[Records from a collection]
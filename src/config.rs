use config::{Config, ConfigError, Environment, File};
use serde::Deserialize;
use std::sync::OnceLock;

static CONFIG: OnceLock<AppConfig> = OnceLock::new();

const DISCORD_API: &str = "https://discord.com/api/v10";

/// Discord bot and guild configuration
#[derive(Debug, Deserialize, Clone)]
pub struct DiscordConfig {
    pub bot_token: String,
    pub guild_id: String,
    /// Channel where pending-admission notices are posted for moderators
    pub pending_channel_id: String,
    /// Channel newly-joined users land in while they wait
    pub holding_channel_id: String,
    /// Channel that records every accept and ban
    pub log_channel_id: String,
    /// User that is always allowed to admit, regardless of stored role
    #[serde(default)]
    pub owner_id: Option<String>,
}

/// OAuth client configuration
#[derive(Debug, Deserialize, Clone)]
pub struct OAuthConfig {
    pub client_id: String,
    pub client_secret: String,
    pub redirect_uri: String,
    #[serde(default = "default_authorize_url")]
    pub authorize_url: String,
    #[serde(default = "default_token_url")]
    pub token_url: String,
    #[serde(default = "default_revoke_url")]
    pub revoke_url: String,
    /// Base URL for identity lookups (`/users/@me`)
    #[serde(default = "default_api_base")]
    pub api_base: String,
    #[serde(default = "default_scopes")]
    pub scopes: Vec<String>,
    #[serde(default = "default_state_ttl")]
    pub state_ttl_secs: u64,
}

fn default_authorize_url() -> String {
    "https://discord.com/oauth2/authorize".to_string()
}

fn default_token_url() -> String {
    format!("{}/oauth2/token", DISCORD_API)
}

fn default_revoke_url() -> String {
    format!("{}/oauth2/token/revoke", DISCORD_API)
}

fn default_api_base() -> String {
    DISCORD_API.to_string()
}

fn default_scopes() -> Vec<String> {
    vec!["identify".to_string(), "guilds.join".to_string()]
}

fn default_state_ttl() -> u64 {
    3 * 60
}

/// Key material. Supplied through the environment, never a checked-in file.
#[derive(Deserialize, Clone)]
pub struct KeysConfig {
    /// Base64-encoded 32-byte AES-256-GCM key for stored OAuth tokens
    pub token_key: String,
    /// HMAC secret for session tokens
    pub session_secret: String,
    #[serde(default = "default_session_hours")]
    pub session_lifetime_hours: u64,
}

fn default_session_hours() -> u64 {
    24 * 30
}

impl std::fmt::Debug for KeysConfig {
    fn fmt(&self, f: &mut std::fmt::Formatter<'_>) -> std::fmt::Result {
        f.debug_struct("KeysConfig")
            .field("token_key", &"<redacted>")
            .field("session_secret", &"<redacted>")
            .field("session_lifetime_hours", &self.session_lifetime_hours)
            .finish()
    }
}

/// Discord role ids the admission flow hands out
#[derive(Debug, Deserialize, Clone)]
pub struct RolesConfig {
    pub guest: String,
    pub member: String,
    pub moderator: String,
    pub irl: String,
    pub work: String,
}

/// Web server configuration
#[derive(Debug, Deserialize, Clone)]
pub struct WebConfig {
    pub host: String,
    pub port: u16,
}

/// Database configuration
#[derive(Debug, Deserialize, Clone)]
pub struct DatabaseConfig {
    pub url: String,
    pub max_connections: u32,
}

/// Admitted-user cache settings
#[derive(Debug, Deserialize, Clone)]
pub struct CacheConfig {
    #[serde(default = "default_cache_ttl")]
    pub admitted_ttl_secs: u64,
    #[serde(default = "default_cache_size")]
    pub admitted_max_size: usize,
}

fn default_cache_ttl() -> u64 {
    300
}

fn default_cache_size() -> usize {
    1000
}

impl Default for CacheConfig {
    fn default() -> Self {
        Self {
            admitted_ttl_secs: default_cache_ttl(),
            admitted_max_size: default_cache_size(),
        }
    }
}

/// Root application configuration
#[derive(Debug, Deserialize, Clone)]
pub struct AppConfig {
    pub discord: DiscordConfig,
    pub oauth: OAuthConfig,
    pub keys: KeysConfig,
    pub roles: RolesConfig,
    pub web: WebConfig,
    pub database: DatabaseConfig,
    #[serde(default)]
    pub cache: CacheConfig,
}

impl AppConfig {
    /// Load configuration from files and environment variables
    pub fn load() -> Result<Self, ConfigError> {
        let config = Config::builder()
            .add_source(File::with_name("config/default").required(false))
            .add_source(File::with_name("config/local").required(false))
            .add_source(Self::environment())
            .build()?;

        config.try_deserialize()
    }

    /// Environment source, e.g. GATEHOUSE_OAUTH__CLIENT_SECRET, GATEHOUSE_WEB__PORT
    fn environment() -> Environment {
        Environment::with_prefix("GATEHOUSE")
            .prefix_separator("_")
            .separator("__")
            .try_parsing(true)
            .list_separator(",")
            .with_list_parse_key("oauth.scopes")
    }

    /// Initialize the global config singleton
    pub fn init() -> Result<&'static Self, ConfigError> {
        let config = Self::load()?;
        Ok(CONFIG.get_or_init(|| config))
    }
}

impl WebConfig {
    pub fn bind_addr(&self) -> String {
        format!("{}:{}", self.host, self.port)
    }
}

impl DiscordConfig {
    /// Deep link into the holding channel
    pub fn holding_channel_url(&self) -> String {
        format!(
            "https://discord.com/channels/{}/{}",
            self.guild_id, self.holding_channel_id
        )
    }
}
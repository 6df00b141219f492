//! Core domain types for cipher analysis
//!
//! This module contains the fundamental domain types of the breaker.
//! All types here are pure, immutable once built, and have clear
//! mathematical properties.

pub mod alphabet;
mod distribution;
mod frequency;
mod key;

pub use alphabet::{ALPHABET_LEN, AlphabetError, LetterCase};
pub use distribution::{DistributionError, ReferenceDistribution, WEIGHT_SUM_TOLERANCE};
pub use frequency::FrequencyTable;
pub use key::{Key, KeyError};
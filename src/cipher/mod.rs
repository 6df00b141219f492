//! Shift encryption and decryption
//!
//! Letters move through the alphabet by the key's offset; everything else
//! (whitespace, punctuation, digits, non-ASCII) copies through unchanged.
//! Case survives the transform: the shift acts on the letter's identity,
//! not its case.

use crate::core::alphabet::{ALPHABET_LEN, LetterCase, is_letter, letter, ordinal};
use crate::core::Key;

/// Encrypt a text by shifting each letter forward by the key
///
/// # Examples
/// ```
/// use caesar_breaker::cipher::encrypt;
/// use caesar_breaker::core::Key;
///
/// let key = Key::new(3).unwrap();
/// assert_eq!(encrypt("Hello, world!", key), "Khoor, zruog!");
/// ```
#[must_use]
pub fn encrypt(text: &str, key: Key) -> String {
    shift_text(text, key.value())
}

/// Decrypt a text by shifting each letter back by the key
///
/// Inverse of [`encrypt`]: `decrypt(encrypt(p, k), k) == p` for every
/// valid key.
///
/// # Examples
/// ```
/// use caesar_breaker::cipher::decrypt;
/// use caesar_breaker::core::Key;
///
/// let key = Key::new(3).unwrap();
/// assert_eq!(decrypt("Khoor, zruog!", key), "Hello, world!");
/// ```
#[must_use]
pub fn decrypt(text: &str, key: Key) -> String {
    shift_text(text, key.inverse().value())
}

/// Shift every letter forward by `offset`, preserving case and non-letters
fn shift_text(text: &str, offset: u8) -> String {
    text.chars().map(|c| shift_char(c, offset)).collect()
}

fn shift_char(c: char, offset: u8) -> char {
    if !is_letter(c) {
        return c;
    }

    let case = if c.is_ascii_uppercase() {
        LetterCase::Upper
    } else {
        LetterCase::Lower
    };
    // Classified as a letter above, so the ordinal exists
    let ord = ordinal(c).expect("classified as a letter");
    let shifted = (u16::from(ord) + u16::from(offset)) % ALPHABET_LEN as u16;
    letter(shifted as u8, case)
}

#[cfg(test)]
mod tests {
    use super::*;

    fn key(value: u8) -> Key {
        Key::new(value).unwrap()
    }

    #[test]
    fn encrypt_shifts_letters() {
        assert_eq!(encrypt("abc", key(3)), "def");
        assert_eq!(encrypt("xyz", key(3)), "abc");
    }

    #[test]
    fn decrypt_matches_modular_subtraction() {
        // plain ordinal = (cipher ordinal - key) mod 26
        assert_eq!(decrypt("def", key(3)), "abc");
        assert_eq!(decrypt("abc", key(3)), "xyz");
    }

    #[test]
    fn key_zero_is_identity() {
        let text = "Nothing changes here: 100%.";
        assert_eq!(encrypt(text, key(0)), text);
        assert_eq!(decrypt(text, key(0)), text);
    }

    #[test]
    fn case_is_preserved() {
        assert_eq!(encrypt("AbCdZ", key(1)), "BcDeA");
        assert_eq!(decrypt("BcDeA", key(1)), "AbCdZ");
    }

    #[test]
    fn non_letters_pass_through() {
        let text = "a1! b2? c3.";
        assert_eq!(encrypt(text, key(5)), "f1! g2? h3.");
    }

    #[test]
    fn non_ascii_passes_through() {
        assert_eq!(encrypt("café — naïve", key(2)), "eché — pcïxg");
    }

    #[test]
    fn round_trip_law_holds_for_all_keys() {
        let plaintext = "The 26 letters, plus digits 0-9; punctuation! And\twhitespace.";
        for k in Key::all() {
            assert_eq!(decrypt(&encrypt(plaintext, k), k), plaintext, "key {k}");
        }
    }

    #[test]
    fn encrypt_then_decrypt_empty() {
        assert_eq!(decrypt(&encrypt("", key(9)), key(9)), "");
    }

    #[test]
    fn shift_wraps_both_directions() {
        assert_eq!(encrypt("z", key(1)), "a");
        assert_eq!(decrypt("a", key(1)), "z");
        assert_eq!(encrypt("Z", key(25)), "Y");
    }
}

Work required: Begin at the line that has "pub struct CacheConfig" in the entries above; stop after the line that has "pub struct AppConfig". Transcribe exactly those lines and no others.

Finished task:
pub struct CacheConfig {
    #[serde(default = "default_cache_ttl")]
    pub admitted_ttl_secs: u64,
    #[serde(default = "default_cache_size")]
    pub admitted_max_size: usize,
}

fn default_cache_ttl() -> u64 {
    300
}

fn default_cache_size() -> usize {
    1000
}

impl Default for CacheConfig {
    fn default() -> Self {
        Self {
            admitted_ttl_secs: default_cache_ttl(),
            admitted_max_size: default_cache_size(),
        }
    }
}

/// Root application configuration
#[derive(Debug, Deserialize, Clone)]
pub struct AppConfig {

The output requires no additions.